结核病（Tuberculosis, TB）作为全球十大死亡原因之一，其病原体结核分枝杆菌（Mycobacterium tuberculosis）的生存策略一直是研究热点。该菌基因组中高达27%的蛋白属于功能未知的"假设蛋白"，其中小型蛋白（<100个氨基酸）因缺乏保守结构域而更难解析。这些蛋白可能是病原体适应宿主环境的关键，但现有技术对其功能鉴定存在巨大挑战。

在此背景下，国内科研团队对高度保守的小型蛋白Rv2635展开深入研究。该蛋白在感染人肺组织时表达上调，但此前其生化特性与功能机制完全未知。通过多学科技术联用，研究人员首次揭示Rv2635是一种具有相分离能力的固有无序蛋白（intrinsically disordered protein, IDP），能通过非序列依赖方式结合DNA并调控核质结构。相关成果发表于《International Journal of Biological Macromolecules》，为理解病原体特殊蛋白的功能提供了范式。

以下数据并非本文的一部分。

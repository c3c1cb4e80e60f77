use clap::Parser;
use schemock::cli::Cli;
use schemock::config::Settings;

fn main() -> anyhow::Result<()> {
    // Logs go to stderr so stdout carries only generated data
    tracing_subscriber::fmt()
        .with_env_filter(tracing_subscriber::EnvFilter::from_default_env())
        .with_writer(std::io::stderr)
        .init();

    let cli = Cli::parse();
    let settings = Settings::new_with_cli(&cli)?;

    let output = schemock::run(&settings, &cli.schema)?;
    println!("{}", output.trim_end());

    Ok(())
}
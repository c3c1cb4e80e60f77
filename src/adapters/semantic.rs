//! Realistic-value generators.
//!
//! Each family produces a string drawn from the caller's RNG so that seeded
//! generators stay reproducible. Most families are backed by `fake`.

use crate::domain::schema::Semantic;
use fake::faker::address::en::{BuildingNumber, StreetName};
use fake::faker::company::en::CompanyName;
use fake::faker::creditcard::en::CreditCardNumber;
use fake::faker::currency::en::CurrencyCode;
use fake::faker::internet::en::{DomainSuffix, MACAddress, SafeEmail, IPv4};
use fake::faker::job::en::Title as JobTitle;
use fake::faker::lorem::en::{Paragraph, Sentence, Word};
use fake::faker::name::en::Name;
use fake::faker::phone_number::en::PhoneNumber;
use fake::Fake;
use rand::seq::SliceRandom;
use rand::Rng;
use uuid::Uuid;

const PRODUCT_ADJECTIVES: &[&str] = &[
    "Small", "Ergonomic", "Rustic", "Intelligent", "Gorgeous", "Incredible", "Fantastic",
    "Practical", "Sleek", "Awesome", "Generic", "Handcrafted", "Handmade", "Licensed",
    "Refined", "Unbranded", "Tasty", "Elegant", "Modern", "Recycled",
];

const PRODUCT_MATERIALS: &[&str] = &[
    "Steel", "Wooden", "Concrete", "Plastic", "Cotton", "Granite", "Rubber", "Metal",
    "Soft", "Fresh", "Frozen", "Bronze", "Silk", "Marble", "Leather",
];

const PRODUCT_NOUNS: &[&str] = &[
    "Chair", "Car", "Computer", "Keyboard", "Mouse", "Bike", "Ball", "Gloves", "Pants",
    "Shirt", "Table", "Shoes", "Hat", "Towels", "Soap", "Tuna", "Chicken", "Fish",
    "Cheese", "Bacon", "Pizza", "Salad", "Sausages", "Chips",
];

/// Generate a value from the given family.
pub fn generate<R: Rng>(semantic: Semantic, rng: &mut R) -> String {
    match semantic {
        Semantic::Email => SafeEmail().fake_with_rng(rng),
        Semantic::Uuid => uuid_v4(rng),
        Semantic::Url => url(rng),
        Semantic::Phone => PhoneNumber().fake_with_rng(rng),
        Semantic::Name => Name().fake_with_rng(rng),
        Semantic::Address => street_address(rng),
        Semantic::Paragraph => Paragraph(3..6).fake_with_rng(rng),
        Semantic::Image => avatar(rng),
        Semantic::Ipv4 => IPv4().fake_with_rng(rng),
        Semantic::Mac => MACAddress().fake_with_rng(rng),
        Semantic::HexColor => hex_color(rng),
        Semantic::Currency => CurrencyCode().fake_with_rng(rng),
        Semantic::CreditCard => CreditCardNumber().fake_with_rng(rng),
        Semantic::JobTitle => JobTitle().fake_with_rng(rng),
        Semantic::Word => word(rng),
        Semantic::Sentence => Sentence(3..10).fake_with_rng(rng),
        Semantic::Company => CompanyName().fake_with_rng(rng),
        Semantic::ProductName => product_name(rng),
        Semantic::Price => price(rng),
    }
}

/// A single lorem word. Used as the fallback for plain string nodes.
pub fn word<R: Rng>(rng: &mut R) -> String {
    Word().fake_with_rng(rng)
}

/// A random version 4 UUID built from RNG bytes.
pub fn uuid_v4<R: Rng>(rng: &mut R) -> String {
    let mut bytes = [0u8; 16];
    rng.fill(&mut bytes);

    bytes[6] = (bytes[6] & 0x0f) | 0x40; // version 4
    bytes[8] = (bytes[8] & 0x3f) | 0x80; // RFC 4122 variant

    Uuid::from_bytes(bytes).to_string()
}

fn url<R: Rng>(rng: &mut R) -> String {
    let host: String = Word().fake_with_rng(rng);
    let suffix: String = DomainSuffix().fake_with_rng(rng);
    format!("https://{}.{}", host.to_lowercase(), suffix)
}

fn street_address<R: Rng>(rng: &mut R) -> String {
    let number: String = BuildingNumber().fake_with_rng(rng);
    let street: String = StreetName().fake_with_rng(rng);
    format!("{} {}", number, street)
}

fn avatar<R: Rng>(rng: &mut R) -> String {
    format!(
        "https://avatars.githubusercontent.com/u/{}",
        rng.gen_range(1..100_000_000u32)
    )
}

fn hex_color<R: Rng>(rng: &mut R) -> String {
    format!("#{:06x}", rng.gen_range(0..=0xff_ffffu32))
}

fn pick<R: Rng>(list: &[&'static str], rng: &mut R) -> &'static str {
    list.choose(rng).copied().unwrap_or_default()
}

fn product_name<R: Rng>(rng: &mut R) -> String {
    let adjective = pick(PRODUCT_ADJECTIVES, rng);
    let material = pick(PRODUCT_MATERIALS, rng);
    let noun = pick(PRODUCT_NOUNS, rng);
    format!("{} {} {}", adjective, material, noun)
}

fn price<R: Rng>(rng: &mut R) -> String {
    let cents = rng.gen_range(100..=100_000u32);
    format!("{}.{:02}", cents / 100, cents % 100)
}
//! # Schemock - Schema-Driven Mock Data
//!
//! Schemock turns a declarative schema (kinds, nesting, ranges, semantic
//! patterns) into randomized values that conform to it. It is meant for
//! fixtures and test data that nobody wants to write by hand.
//!
//! ## Features
//!
//! - **Scalar kinds**: string, number, boolean, date
//! - **Semantic values**: uuid, email, url, phone, name, address, and more,
//!   either as their own kind or as a string `pattern`
//! - **Structure**: objects with ordered properties and arrays with length bounds
//! - **Modifiers**: `optional` fields are sometimes omitted, `nullable` ones are sometimes `null`
//! - **Reproducible**: seed the generator to get identical output across runs
//! - **Schema library**: reuse named schemas through `$ref`
//!
//! ## Quick Start
//!
//! ```rust
//! use schemock::{Generator, Schema, Semantic};
//!
//! let schema = Schema::object([
//!     ("id", Schema::semantic(Semantic::Uuid)),
//!     ("age", Schema::number_range(18, 80)),
//! ]);
//!
//! let mut generator = Generator::seeded(42);
//! let user = generator.generate(&schema).unwrap();
//! assert!(user["age"].as_i64().unwrap() >= 18);
//! ```
//!
//! ## Architecture
//!
//! - **Domain**: the schema model and its error type
//! - **Adapters**: value generation and the realistic-value providers
//! - **Config**: settings, schema documents and the schema library

pub mod adapters;
pub mod cli;
pub mod config;
pub mod domain;

pub use adapters::generator::{generate, generate_multiple, Generator, GeneratorOptions};
pub use domain::{Schema, SchemaError, SchemaKind, Semantic};

use crate::config::{load_schema_file, OutputFormat, SchemaLibrary, SchemaLinter, Settings};
use anyhow::Context;
use rand::rngs::StdRng;
use rand::SeedableRng;
use serde_json::Value;
use std::path::Path;

/// Load `schema_path`, generate values as configured and render them.
pub fn run(settings: &Settings, schema_path: &Path) -> anyhow::Result<String> {
    let mut library = SchemaLibrary::new();
    let loaded = library
        .load_dir(&settings.library.dir)
        .with_context(|| format!("Failed to load schema library {}", settings.library.dir.display()))?;
    if loaded > 0 {
        tracing::info!("Loaded {} schemas from {}", loaded, settings.library.dir.display());
    }

    let schema = load_schema_file(schema_path, &library)
        .with_context(|| format!("Failed to load schema {}", schema_path.display()))?;

    for warning in SchemaLinter::lint(&schema) {
        tracing::warn!("{}", warning);
    }

    let seed = settings.generate.seed.unwrap_or_else(rand::random);
    tracing::info!("Generating with seed {}", seed);

    let mut generator = Generator::with_rng(StdRng::seed_from_u64(seed))
        .with_options(settings.generator_options());

    let output = match settings.generate.count {
        Some(count) => Value::Array(
            generator
                .generate_multiple(&schema, count)
                .into_iter()
                .map(|v| v.unwrap_or(Value::Null))
                .collect(),
        ),
        None => generator.generate(&schema).unwrap_or(Value::Null),
    };

    render(&output, settings.output.format, settings.output.pretty)
}

/// Serialize generated output in the requested format.
pub fn render(value: &Value, format: OutputFormat, pretty: bool) -> anyhow::Result<String> {
    let text = match format {
        OutputFormat::Json if pretty => serde_json::to_string_pretty(value)?,
        OutputFormat::Json => serde_json::to_string(value)?,
        OutputFormat::Yaml => serde_yaml::to_string(value)?,
    };
    Ok(text)
}
pub mod generator;
pub mod semantic;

研究采用的关键技术包括：1）生物信息学工具预测蛋白无序区域；2）圆二色谱（Circular Dichroism, CD）分析二级结构特征；3）绿色荧光蛋白（GFP）标记结合荧光恢复实验（Fluorescence Recovery After Photobleaching, FRAP）验证相分离动态特性；4）电泳迁移率实验（EMSA）检测DNA结合能力；5）大肠杆菌（E. coli）过表达系统观察核质压缩效应。

【Rv2635是固有无序蛋白】
通过多种IDR预测工具鉴定出N端20个氨基酸（IDR1）和C端10个氨基酸（IDR2）为无序区域。圆二色谱显示典型无序蛋白特征峰（~200 nm负峰），高浓度时出现红移并伴随液滴形成，提示相分离倾向。

【相分离特性验证】
GFP标记的Rv2635在低盐条件下形成动态凝聚体，FRAP分析显示荧光完全恢复（恢复率>90%），证实其为可逆性相分离。截断实验表明无序区域对相分离不可或缺。

【DNA结合与核质调控】
EMSA实验证明Rv2635以序列非特异性方式结合DNA。在大肠杆菌中过表达导致核质显著压缩，共定位实验显示Rv2635与凝聚核质共分布，证实其作为核相关蛋白（NAP）的功能。

【结构-功能关系】
C端区域被证实参与DNA结合，而N端无序区域主要驱动相分离。这种模块化功能分配为理解IDP的多效性提供了新案例。

该研究首次系统解析了Rv2635的相分离特性和生物学功能，突破性地揭示：1）小型假设蛋白可通过相分离行使核质调控功能；2）结核分枝杆菌可能利用IDP的相变能力适应宿主环境；3）无序区域与有序区域的协同作用机制。这些发现不仅为结核病治疗提供了潜在靶点（如干扰Rv2635相分离），更建立了研究病原体特殊蛋白功能的新范式。值得注意的是，Rv2635在结核分枝杆菌复合体中高度保守，提示其在病原生物学中的核心地位，后续研究可进一步探索其在感染过程中的时空调控机制。